第80回国会(常会)
答弁書第二四号
内閣参質八〇第二四号 昭和五十二年六月二十一日 内閣総理大臣 福田 赳夫
参議院議員喜屋武眞榮君提出沖繩県の地籍問題等に関する質問に対し、別紙答弁書を送付する。 参議院議員喜屋武眞榮君提出沖繩県の地籍問題等に関する質問に対する答弁書 一について 政府としては、沖繩県における米軍施設及び区域の占める割合が大きいことにかんがみ、県民の要望及び地元振興開発計画等と日米安全保障条約の目的達成との調和を図りながら、従来から米軍施設及び区域の整理統合を推し進めてきたところである。その結果、第十四回、第十五回及び第十六回日米安全保障協議委員会において米軍施設及び区域の整理統合計画が了承された次第である。
二について 沖繩県の区域内における位置境界不明地域内の各筆の土地の位置境界の明確化等に関する特別措置法(以下「法」という。)第二条第二項の規定により沖繩開発庁長官又は防衛施設庁長官のいずれが法に基づく実施機関の長としての権限を行使するかは、それに係る土地が駐留軍用地等であるかどうかによつて定まることとされているが、同条第三項において、駐留軍用地等の範囲が明定されているので、それぞれが権限を行使する地域が競合することは、あり得ないものと考えている。
三について (1) 土地の位置境界明確化のための計画の策定に当たつては、必要に応じ、沖繩県知事及び関係市町村長の意見を聴き、計画に反映させる考えである。
四(1)及び五について この法律は、関係土地所有者全員の協力と自主的な協議による土地の位置境界の確認により、土地の位置境界の明確化を図ることを基本としているものと考えており、政府としても、法の運用に当たつては、法第十条、第十一条、第十三条等の規定を十分活用し、関係土地所有者の位置境界の明確化を積極的に援助することによつて十分成果が得られるよう努める考えである。

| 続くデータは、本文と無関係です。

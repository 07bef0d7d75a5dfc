// Copyright 2024 FastLabs Developers
//
// Licensed under the Apache License, Version 2.0 (the "License");
// you may not use this file except in compliance with the License.
// You may obtain a copy of the License at
//
//     http://www.apache.org/licenses/LICENSE-2.0
//
// Unless required by applicable law or agreed to in writing, software
// distributed under the License is distributed on an "AS IS" BASIS,
// WITHOUT WARRANTIES OR CONDITIONS OF ANY KIND, either express or implied.
// See the License for the specific language governing permissions and
// limitations under the License.

//! Blocking transports to a Riemann collector.
//!
//! A [`Transport`] owns one connection and exposes the four primitives the appender needs:
//! connect, send-and-wait-for-acknowledgement, reconnect and close. Implementations are
//! internally synchronized so they can be shared by every thread that logs.

use std::fmt;
use std::net::SocketAddr;
use std::net::ToSocketAddrs;
use std::sync::Mutex;
use std::sync::MutexGuard;
use std::sync::PoisonError;

use crate::Error;
use crate::ErrorKind;
use crate::config::RiemannConfig;
use crate::config::TransportKind;
use crate::event::MonitoringEvent;
use crate::proto;

mod tcp;
mod udp;

pub use self::tcp::TcpTransport;
pub use self::udp::UdpTransport;

/// The collector's answer to one send.
#[derive(Clone, Debug, PartialEq, Eq)]
pub enum Acknowledgement {
    /// The collector accepted the event.
    Accepted,
    /// The collector refused the event, with its error message.
    Rejected(String),
}

/// A connection to a Riemann collector.
pub trait Transport: fmt::Debug + Send + Sync + 'static {
    /// Establish the underlying connection. Blocks until connected or failed.
    fn connect(&self) -> Result<(), Error>;

    /// Send one event and wait for the collector's acknowledgement.
    ///
    /// An `Err` means the exchange itself failed, e.g. the connection dropped.
    fn send(&self, event: &MonitoringEvent) -> Result<Acknowledgement, Error>;

    /// Tear down and reestablish the underlying connection.
    ///
    /// Default to [`close`](Transport::close) followed by [`connect`](Transport::connect).
    fn reconnect(&self) -> Result<(), Error> {
        self.close();
        self.connect()
    }

    /// Release the underlying connection. Closing a closed transport is a no-op.
    fn close(&self);
}

impl<T: Transport> From<T> for Box<dyn Transport> {
    fn from(value: T) -> Self {
        Box::new(value)
    }
}

/// Create the bundled transport selected by `config`, not yet connected.
pub fn from_config(config: &RiemannConfig) -> Box<dyn Transport> {
    let host = config.collector_host();
    let port = config.collector_port();
    match config.transport() {
        TransportKind::Tcp => {
            Box::new(TcpTransport::new(host, port).with_timeout(config.timeout()))
        }
        TransportKind::Udp => Box::new(UdpTransport::new(host, port)),
    }
}

fn encode(event: &MonitoringEvent) -> Vec<u8> {
    use prost::Message;

    let msg = proto::Msg {
        events: vec![event.to_proto()],
        ..Default::default()
    };
    msg.encode_to_vec()
}

fn resolve(host: &str, port: u16) -> Result<Vec<SocketAddr>, Error> {
    let addrs = (host, port)
        .to_socket_addrs()
        .map_err(|err| {
            Error::new(ErrorKind::Transport, "failed to resolve collector address")
                .with_context("endpoint", endpoint(host, port))
                .with_source(err)
        })?
        .collect::<Vec<_>>();

    if addrs.is_empty() {
        return Err(Error::new(ErrorKind::Transport, "collector address resolved to nothing")
            .with_context("endpoint", endpoint(host, port)));
    }
    Ok(addrs)
}

fn endpoint(host: &str, port: u16) -> String {
    format!("{host}:{port}")
}

// a panic while holding the socket leaves it usable, the next send simply reports its own error
fn lock<T>(mutex: &Mutex<T>) -> MutexGuard<'_, T> {
    mutex.lock().unwrap_or_else(PoisonError::into_inner)
}

fn not_connected(host: &str, port: u16) -> Error {
    Error::new(ErrorKind::Transport, "transport is not connected").with_context("endpoint", endpoint(host, port))
}
// Copyright 2024 FastLabs Developers
//
// Licensed under the Apache License, Version 2.0 (the "License");
// you may not use this file except in compliance with the License.
// You may obtain a copy of the License at
//
//     http://www.apache.org/licenses/LICENSE-2.0
//
// Unless required by applicable law or agreed to in writing, software
// distributed under the License is distributed on an "AS IS" BASIS,
// WITHOUT WARRANTIES OR CONDITIONS OF ANY KIND, either express or implied.
// See the License for the specific language governing permissions and
// limitations under the License.

//! Riemann wire messages.
//!
//! Field numbers follow Riemann's `proto.proto`. Only the parts a client needs to submit events
//! and read acknowledgements are declared; unknown fields in responses are skipped by the decoder.

/// An attribute attached to an event.
#[derive(Clone, PartialEq, Eq, Hash, prost::Message)]
pub struct Attribute {
    #[prost(string, required, tag = "1")]
    pub key: String,
    #[prost(string, optional, tag = "2")]
    pub value: Option<String>,
}

/// A single monitoring event.
#[derive(Clone, PartialEq, prost::Message)]
pub struct Event {
    /// Seconds since the Unix epoch.
    #[prost(int64, optional, tag = "1")]
    pub time: Option<i64>,
    #[prost(string, optional, tag = "2")]
    pub state: Option<String>,
    #[prost(string, optional, tag = "3")]
    pub service: Option<String>,
    #[prost(string, optional, tag = "4")]
    pub host: Option<String>,
    #[prost(string, optional, tag = "5")]
    pub description: Option<String>,
    #[prost(string, repeated, tag = "7")]
    pub tags: Vec<String>,
    #[prost(float, optional, tag = "8")]
    pub ttl: Option<f32>,
    #[prost(message, repeated, tag = "9")]
    pub attributes: Vec<Attribute>,
    #[prost(int64, optional, tag = "10")]
    pub time_micros: Option<i64>,
    #[prost(sint64, optional, tag = "13")]
    pub metric_sint64: Option<i64>,
    #[prost(double, optional, tag = "14")]
    pub metric_d: Option<f64>,
    #[prost(float, optional, tag = "15")]
    pub metric_f: Option<f32>,
}

/// The envelope for both requests and acknowledgements.
#[derive(Clone, PartialEq, prost::Message)]
pub struct Msg {
    #[prost(bool, optional, tag = "2")]
    pub ok: Option<bool>,
    #[prost(string, optional, tag = "3")]
    pub error: Option<String>,
    #[prost(message, repeated, tag = "6")]
    pub events: Vec<Event>,
}

#[cfg(test)]
mod tests {
    use prost::Message;

    use super::*;

    #[test]
    fn test_decode_negative_ack() {
        // ok = false, error = "no"
        let bytes = [0x10, 0x00, 0x1a, 0x02, b'n', b'o'];
        let msg = Msg::decode(&bytes[..]).unwrap();
        assert_eq!(msg.ok, Some(false));
        assert_eq!(msg.error.as_deref(), Some("no"));
        assert!(msg.events.is_empty());
    }

    #[test]
    fn test_encode_event_fields() {
        let msg = Msg {
            events: vec![Event {
                host: Some("web-1".to_string()),
                attributes: vec![Attribute {
                    key: "k".to_string(),
                    value: Some("v".to_string()),
                }],
                ..Default::default()
            }],
            ..Default::default()
        };
        let bytes = msg.encode_to_vec();
        let decoded = Msg::decode(bytes.as_slice()).unwrap();
        assert_eq!(decoded, msg);
        assert_eq!(decoded.ok, None);
    }
}
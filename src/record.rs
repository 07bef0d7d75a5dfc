// Copyright 2024 FastLabs Developers
//
// Licensed under the Apache License, Version 2.0 (the "License");
// you may not use this file except in compliance with the License.
// You may obtain a copy of the License at
//
//     http://www.apache.org/licenses/LICENSE-2.0
//
// Unless required by applicable law or agreed to in writing, software
// distributed under the License is distributed on an "AS IS" BASIS,
// WITHOUT WARRANTIES OR CONDITIONS OF ANY KIND, either express or implied.
// See the License for the specific language governing permissions and
// limitations under the License.

//! Log record, level and attached error information.

use std::fmt;
use std::str::FromStr;
use std::time::SystemTime;
use std::time::UNIX_EPOCH;

/// An enum representing the available severity levels of a record.
///
/// Levels are ordered by severity: `Trace < Debug < Info < Warn < Error`.
#[repr(usize)]
#[derive(Clone, Copy, PartialEq, Eq, PartialOrd, Ord, Debug, Hash)]
pub enum Level {
    /// The "trace" level.
    ///
    /// Designates very low priority, often extremely verbose, information.
    Trace = 5000,
    /// The "debug" level.
    ///
    /// Designates lower priority information.
    Debug = 10000,
    /// The "info" level.
    ///
    /// Designates useful information.
    Info = 20000,
    /// The "warn" level.
    ///
    /// Designates hazardous situations.
    Warn = 30000,
    /// The "error" level.
    ///
    /// Designates very serious errors.
    Error = 40000,
}

impl Level {
    /// Return the string representation of the `Level`.
    ///
    /// This returns the same string as the `fmt::Display` implementation.
    pub fn as_str(&self) -> &'static str {
        match self {
            Level::Trace => "TRACE",
            Level::Debug => "DEBUG",
            Level::Info => "INFO",
            Level::Warn => "WARN",
            Level::Error => "ERROR",
        }
    }

    /// Whether this level is at least as severe as `threshold`.
    pub fn is_greater_or_equal(&self, threshold: Level) -> bool {
        *self >= threshold
    }
}

impl From<log::Level> for Level {
    fn from(level: log::Level) -> Self {
        match level {
            log::Level::Error => Self::Error,
            log::Level::Warn => Self::Warn,
            log::Level::Info => Self::Info,
            log::Level::Debug => Self::Debug,
            log::Level::Trace => Self::Trace,
        }
    }
}

impl fmt::Display for Level {
    fn fmt(&self, f: &mut fmt::Formatter<'_>) -> fmt::Result {
        f.pad(self.as_str())
    }
}

/// The type returned by `from_str` when the string doesn't match any of the log levels.
#[derive(Debug, PartialEq, Eq)]
#[non_exhaustive]
pub struct ParseLevelError {}

impl fmt::Display for ParseLevelError {
    fn fmt(&self, fmt: &mut fmt::Formatter) -> fmt::Result {
        fmt.write_str("malformed log level")
    }
}

impl std::error::Error for ParseLevelError {}

impl FromStr for Level {
    type Err = ParseLevelError;
    fn from_str(s: &str) -> Result<Level, Self::Err> {
        let s = s.trim();
        for (name, level) in [
            ("trace", Level::Trace),
            ("debug", Level::Debug),
            ("info", Level::Info),
            ("warn", Level::Warn),
            ("warning", Level::Warn),
            ("error", Level::Error),
        ] {
            if s.eq_ignore_ascii_case(name) {
                return Ok(level);
            }
        }

        Err(ParseLevelError {})
    }
}

/// Error information attached to a log record.
///
/// Stack frames are kept in their rendered string form, outermost first.
#[derive(Clone, Debug, Default, PartialEq, Eq)]
pub struct ErrorInfo {
    message: String,
    frames: Vec<String>,
    cause: Option<Box<ErrorInfo>>,
}

impl ErrorInfo {
    /// Create error information with the given message and no frames or cause.
    pub fn new(message: impl Into<String>) -> Self {
        ErrorInfo {
            message: message.into(),
            frames: vec![],
            cause: None,
        }
    }

    /// Capture an error and its whole `source()` chain as the cause chain.
    pub fn from_error(err: &(dyn std::error::Error + 'static)) -> Self {
        ErrorInfo {
            message: err.to_string(),
            frames: vec![],
            cause: err.source().map(|cause| Box::new(ErrorInfo::from_error(cause))),
        }
    }

    /// Append several stack frames.
    pub fn with_frames<I, S>(mut self, frames: I) -> Self
    where
        I: IntoIterator<Item = S>,
        S: Into<String>,
    {
        self.frames.extend(frames.into_iter().map(Into::into));
        self
    }

    /// Set the cause.
    pub fn with_cause(mut self, cause: ErrorInfo) -> Self {
        self.cause = Some(Box::new(cause));
        self
    }

    /// The error message.
    pub fn message(&self) -> &str {
        &self.message
    }

    /// The rendered stack frames.
    pub fn frames(&self) -> &[String] {
        &self.frames
    }

    /// The error that caused this one, if any.
    pub fn cause(&self) -> Option<&ErrorInfo> {
        self.cause.as_deref()
    }
}

/// A single log record as seen by appenders.
#[derive(Clone, Debug)]
pub struct LogRecord {
    level: Level,
    message: String,
    logger: String,
    thread: String,
    timestamp_millis: i64,
    error: Option<ErrorInfo>,
    marker: Option<String>,
    context: Vec<(String, String)>,
}

impl LogRecord {
    /// Returns a new builder.
    pub fn builder() -> LogRecordBuilder {
        LogRecordBuilder::default()
    }

    /// The severity level.
    pub fn level(&self) -> Level {
        self.level
    }

    /// The rendered message.
    pub fn message(&self) -> &str {
        &self.message
    }

    /// The name of the logger (the `log` target).
    pub fn logger(&self) -> &str {
        &self.logger
    }

    /// The name of the thread that produced the record.
    pub fn thread(&self) -> &str {
        &self.thread
    }

    /// Milliseconds since the Unix epoch.
    pub fn timestamp_millis(&self) -> i64 {
        self.timestamp_millis
    }

    /// The attached error, if any.
    pub fn error(&self) -> Option<&ErrorInfo> {
        self.error.as_ref()
    }

    /// The marker name, if any.
    pub fn marker(&self) -> Option<&str> {
        self.marker.as_deref()
    }

    /// Contextual key-value pairs, in insertion order.
    pub fn context(&self) -> &[(String, String)] {
        &self.context
    }

    /// Create a builder initialized with the current record's values.
    pub fn to_builder(&self) -> LogRecordBuilder {
        LogRecordBuilder {
            record: self.clone(),
        }
    }
}

/// Builder for [`LogRecord`].
#[derive(Debug)]
pub struct LogRecordBuilder {
    record: LogRecord,
}

impl Default for LogRecordBuilder {
    fn default() -> Self {
        LogRecordBuilder {
            record: LogRecord {
                level: Level::Info,
                message: String::new(),
                logger: String::new(),
                thread: current_thread_name(),
                timestamp_millis: now_millis(),
                error: None,
                marker: None,
                context: vec![],
            },
        }
    }
}

impl LogRecordBuilder {
    /// Set [`level`](LogRecord::level).
    pub fn level(mut self, level: Level) -> Self {
        self.record.level = level;
        self
    }

    /// Set [`message`](LogRecord::message).
    pub fn message(mut self, message: impl Into<String>) -> Self {
        self.record.message = message.into();
        self
    }

    /// Set [`logger`](LogRecord::logger).
    pub fn logger(mut self, logger: impl Into<String>) -> Self {
        self.record.logger = logger.into();
        self
    }

    /// Set [`thread`](LogRecord::thread).
    pub fn thread(mut self, thread: impl Into<String>) -> Self {
        self.record.thread = thread.into();
        self
    }

    /// Set [`timestamp_millis`](LogRecord::timestamp_millis).
    pub fn timestamp_millis(mut self, millis: i64) -> Self {
        self.record.timestamp_millis = millis;
        self
    }

    /// Set [`timestamp_millis`](LogRecord::timestamp_millis) from a [`SystemTime`].
    pub fn time(mut self, time: SystemTime) -> Self {
        self.record.timestamp_millis = system_time_to_millis(time);
        self
    }

    /// Set [`error`](LogRecord::error).
    pub fn error(mut self, error: ErrorInfo) -> Self {
        self.record.error = Some(error);
        self
    }

    /// Set [`marker`](LogRecord::marker).
    pub fn marker(mut self, marker: impl Into<String>) -> Self {
        self.record.marker = Some(marker.into());
        self
    }

    /// Append one contextual key-value pair.
    pub fn context(mut self, key: impl Into<String>, value: impl Into<String>) -> Self {
        self.record.context.push((key.into(), value.into()));
        self
    }

    /// Invoke the builder and return a `LogRecord`.
    pub fn build(self) -> LogRecord {
        self.record
    }
}

fn current_thread_name() -> String {
    let thread = std::thread::current();
    match thread.name() {
        Some(name) => name.to_string(),
        None => format!("{:?}", thread.id()),
    }
}

fn now_millis() -> i64 {
    system_time_to_millis(SystemTime::now())
}

fn system_time_to_millis(time: SystemTime) -> i64 {
    match time.duration_since(UNIX_EPOCH) {
        Ok(d) => i64::try_from(d.as_millis()).unwrap_or(i64::MAX),
        Err(e) => -i64::try_from(e.duration().as_millis()).unwrap_or(i64::MAX),
    }
}
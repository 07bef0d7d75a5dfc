// Copyright 2024 FastLabs Developers
//
// Licensed under the Apache License, Version 2.0 (the "License");
// you may not use this file except in compliance with the License.
// You may obtain a copy of the License at
//
//     http://www.apache.org/licenses/LICENSE-2.0
//
// Unless required by applicable law or agreed to in writing, software
// distributed under the License is distributed on an "AS IS" BASIS,
// WITHOUT WARRANTIES OR CONDITIONS OF ANY KIND, either express or implied.
// See the License for the specific language governing permissions and
// limitations under the License.

//! A Logforth-style appender that forwards log records to a [Riemann] collector.
//!
//! # Overview
//!
//! Every accepted record is translated into a Riemann event (host, service, time, description,
//! tags and attributes) and sent synchronously over UDP or TCP. A failed send triggers exactly one
//! reconnect and resend; if that also fails, the failure is reported through the local
//! [`Trap`](trap::Trap) and the record is dropped. Nothing from the forwarding path is ever
//! propagated back into the application.
//!
//! # Examples
//!
//! ```no_run
//! use logforth_append_riemann::append::Riemann;
//! use logforth_append_riemann::config::RiemannConfig;
//! use logforth_append_riemann::record::Level;
//!
//! let config = RiemannConfig::builder()
//!     .service_name("billing")
//!     .collector_host("riemann.internal")
//!     .min_level(Level::Warn)
//!     .custom_attributes("env:prod,region:eu")
//!     .tcp(true)
//!     .build()
//!     .unwrap();
//!
//! let mut riemann = Riemann::new(config);
//! riemann.start().unwrap();
//!
//! logforth_append_riemann::builder()
//!     .dispatch(|d| d.append(riemann))
//!     .apply();
//!
//! log::error!(marker = "audit"; "payment declined");
//! ```
//!
//! [Riemann]: https://riemann.io

#![cfg_attr(docsrs, feature(doc_auto_cfg))]

pub mod append;
pub mod config;
pub mod diagnostic;
pub mod event;
pub mod filter;
pub mod hostname;
pub mod proto;
pub mod record;
pub mod transport;
pub mod trap;

mod error;
mod logger;

pub use append::Append;
pub use diagnostic::Diagnostic;
pub use error::Error;
pub use error::ErrorKind;
pub use filter::Filter;
pub use logger::*;
pub use trap::Trap;
// Copyright 2024 FastLabs Developers
//
// Licensed under the Apache License, Version 2.0 (the "License");
// you may not use this file except in compliance with the License.
// You may obtain a copy of the License at
//
//     http://www.apache.org/licenses/LICENSE-2.0
//
// Unless required by applicable law or agreed to in writing, software
// distributed under the License is distributed on an "AS IS" BASIS,
// WITHOUT WARRANTIES OR CONDITIONS OF ANY KIND, either express or implied.
// See the License for the specific language governing permissions and
// limitations under the License.

mod builder;
pub use self::builder::DispatchBuilder;
pub use self::builder::LoggerBuilder;
pub use self::builder::builder;

mod log_impl;
pub use self::log_impl::ERROR_KEYS;
pub use self::log_impl::Logger;
pub use self::log_impl::MARKER_KEY;
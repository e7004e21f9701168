//! Typed view of the provisioning tool's JSON plan export (`show -json`).
//!
//! Only the parts tests commonly assert on are typed. Provider schemas,
//! configuration and resource attribute values stay as raw JSON. Instance
//! index keys are kept opaque: a number for `count` resources, a string for
//! `for_each` resources, decoded by the caller.

use std::collections::BTreeMap;

use serde::{Deserialize, Serialize};
use serde_json::Value;
use thiserror::Error;

/// Raised when a plan document cannot be decoded.
#[derive(Clone, Debug, Error, Eq, PartialEq)]
pub enum PlanError {
    /// The document is not a valid plan export.
    #[error("failed to parse plan JSON: {message}")]
    Parse {
        /// Decoder error message.
        message: String,
    },
}

/// Parses a plan export.
///
/// # Errors
///
/// Returns [`PlanError::Parse`] when `json` is not a plan document.
pub fn parse_plan(json: &str) -> Result<Plan, PlanError> {
    serde_json::from_str(json).map_err(|err| PlanError::Parse {
        message: err.to_string(),
    })
}
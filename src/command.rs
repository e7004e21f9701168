//! Child process execution with an environment overlay.
//!
//! The provisioning driver and the cloud helpers shell out to external
//! tools. They do so through [`CommandRunner`] so tests can substitute a
//! scripted runner for the real process spawner.

use std::collections::BTreeMap;
use std::ffi::OsString;
use std::process::Command;

use camino::Utf8PathBuf;
use shell_escape::unix::escape;
use thiserror::Error;

/// Description of a command to run.
#[derive(Clone, Debug, Default, Eq, PartialEq)]
pub struct CommandSpec {
    /// Program name or path.
    pub program: String,
    /// Arguments passed to the program.
    pub args: Vec<OsString>,
    /// Working directory; the current directory when `None`.
    pub working_dir: Option<Utf8PathBuf>,
    /// Variables added to (or overriding) the inherited environment.
    pub env: BTreeMap<String, String>,
}

impl CommandSpec {
    /// Starts a command for `program` with no arguments.
    #[must_use]
    pub fn new(program: impl Into<String>) -> Self {
        Self {
            program: program.into(),
            ..Self::default()
        }
    }

    /// Appends an argument.
    #[must_use]
    pub fn arg(mut self, arg: impl Into<OsString>) -> Self {
        self.args.push(arg.into());
        self
    }

    /// Appends several arguments.
    #[must_use]
    pub fn args<I, S>(mut self, args: I) -> Self
    where
        I: IntoIterator<Item = S>,
        S: Into<OsString>,
    {
        self.args.extend(args.into_iter().map(Into::into));
        self
    }

    /// Sets the working directory.
    #[must_use]
    pub fn working_dir(mut self, dir: impl Into<Utf8PathBuf>) -> Self {
        self.working_dir = Some(dir.into());
        self
    }

    /// Adds an environment variable to the overlay.
    #[must_use]
    pub fn env(mut self, key: impl Into<String>, value: impl Into<String>) -> Self {
        self.env.insert(key.into(), value.into());
        self
    }

    /// Renders the command as a shell-escaped string for logs.
    ///
    /// Environment values are omitted; only their names appear.
    #[must_use]
    pub fn display(&self) -> String {
        let mut rendered = escape(self.program.as_str().into()).into_owned();
        for arg in &self.args {
            rendered.push(' ');
            let lossy = arg.to_string_lossy();
            rendered.push_str(escape(lossy).as_ref());
        }
        rendered
    }
}

/// Result of running an external command.
#[derive(Clone, Debug, Eq, PartialEq)]
pub struct CommandOutput {
    /// Exit code reported by the process, if available.
    pub code: Option<i32>,
    /// Captured standard output.
    pub stdout: String,
    /// Captured standard error.
    pub stderr: String,
}

impl CommandOutput {
    /// Returns `true` when the exit code equals zero.
    #[must_use]
    pub const fn is_success(&self) -> bool {
        matches!(self.code, Some(0))
    }

    /// Returns a human readable exit status.
    #[must_use]
    pub fn status_text(&self) -> String {
        self.code
            .map_or_else(|| String::from("unknown"), |code| code.to_string())
    }
}

/// Raised when a command cannot be started.
#[derive(Clone, Debug, Error, Eq, PartialEq)]
pub enum CommandError {
    /// The process could not be spawned.
    #[error("failed to spawn {program}: {message}")]
    Spawn {
        /// Command that failed to start.
        program: String,
        /// Operating system error string.
        message: String,
    },
}

/// Abstraction over command execution to support fakes in tests.
pub trait CommandRunner {
    /// Runs `command`, capturing stdout and stderr.
    ///
    /// # Errors
    ///
    /// Returns [`CommandError::Spawn`] if the command cannot be started.
    fn run(&self, command: &CommandSpec) -> Result<CommandOutput, CommandError>;
}

impl<R: CommandRunner + ?Sized> CommandRunner for &R {
    fn run(&self, command: &CommandSpec) -> Result<CommandOutput, CommandError> {
        (**self).run(command)
    }
}

/// Real command runner that shells out to the host operating system.
#[derive(Clone, Debug, Default)]
pub struct ProcessCommandRunner;

impl CommandRunner for ProcessCommandRunner {
    fn run(&self, command: &CommandSpec) -> Result<CommandOutput, CommandError> {
        let mut process = Command::new(&command.program);
        process.args(&command.args).envs(&command.env);
        if let Some(dir) = &command.working_dir {
            process.current_dir(dir);
        }

        let output = process.output().map_err(|err| CommandError::Spawn {
            program: command.program.clone(),
            message: err.to_string(),
        })?;

        Ok(CommandOutput {
            code: output.status.code(),
            stdout: String::from_utf8_lossy(&output.stdout).into_owned(),
            stderr: String::from_utf8_lossy(&output.stderr).into_owned(),
        })
    }
}
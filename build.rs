//! Build script for generating the `terrastage` man page.
//!
//! The packaging pipeline expects the man page to be available from the
//! build output directory, so we generate it using clap-mangen here.

use std::env;
use std::fs::File;
use std::io::Write;
use std::path::PathBuf;

use clap::CommandFactory;
use clap_mangen::Man;

#[path = "src/cli/mod.rs"]
mod cli;

use cli::Cli;

fn main() -> Result<(), Box<dyn std::error::Error>> {
    let mut stdout = std::io::stdout();
    writeln!(stdout, "cargo:rerun-if-changed=build.rs")?;
    writeln!(stdout, "cargo:rerun-if-changed=src/cli/mod.rs")?;

    let out_dir =
        PathBuf::from(env::var_os("OUT_DIR").ok_or_else(|| {
            std::io::Error::new(std::io::ErrorKind::NotFound, "OUT_DIR was not set")
        })?);

    let mut buffer = Vec::new();
    Man::new(Cli::command()).render(&mut buffer)?;

    let mut file = File::create(out_dir.join("terrastage.1"))?;
    file.write_all(&buffer)?;

    Ok(())
}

四(2)について 土地の位置境界の確認に当たつて、現地立会は必須の条件であることにかんがみ、米軍施設及び区域内の土地の位置境界を現地に即して確認する場合に米軍施設及び区域内の場所を「立ち会うべき場所」とすることについては、日米合同委員会において基本的合意が行われているところである。
六について 法第十九条に定める返還地の利用促進のための措置を行うに当たつては、沖繩県知事及び関係市町村長とも十分協議をしてまいりたい。 七について 法第二十一条の交換又は買換えのあつせんには、国有地との交換又は買換えのあつせんも含まれるものと承知している。
八について 法第二十二条の規定による財政措置等の内容については、目下検討中であり、最終的には、位置境界不明地域の指定後、ある程度公共施設の実態を調査した上で定めることといたしたい。 九について (1) 沖繩における公用地等の暫定使用に関する法律により使用している土地が駐留軍等から返還された場合の原状回復については、同法第四条により措置される。
十について 法第二十四条に基づく土地の買入れは、現に駐留軍等の用に供されている土地の関係所有者からの買入れの申出に基づき、予算の範囲内において措置するものであるが、必要に応じ、沖繩県等の土地利用計画にも配慮することといたしたい。 十一について 沖繩開発庁長官の権限に属する事務の一部は、沖繩総合事務局長及び沖繩県知事に委任する考えであるが、その範囲については現在検討中である。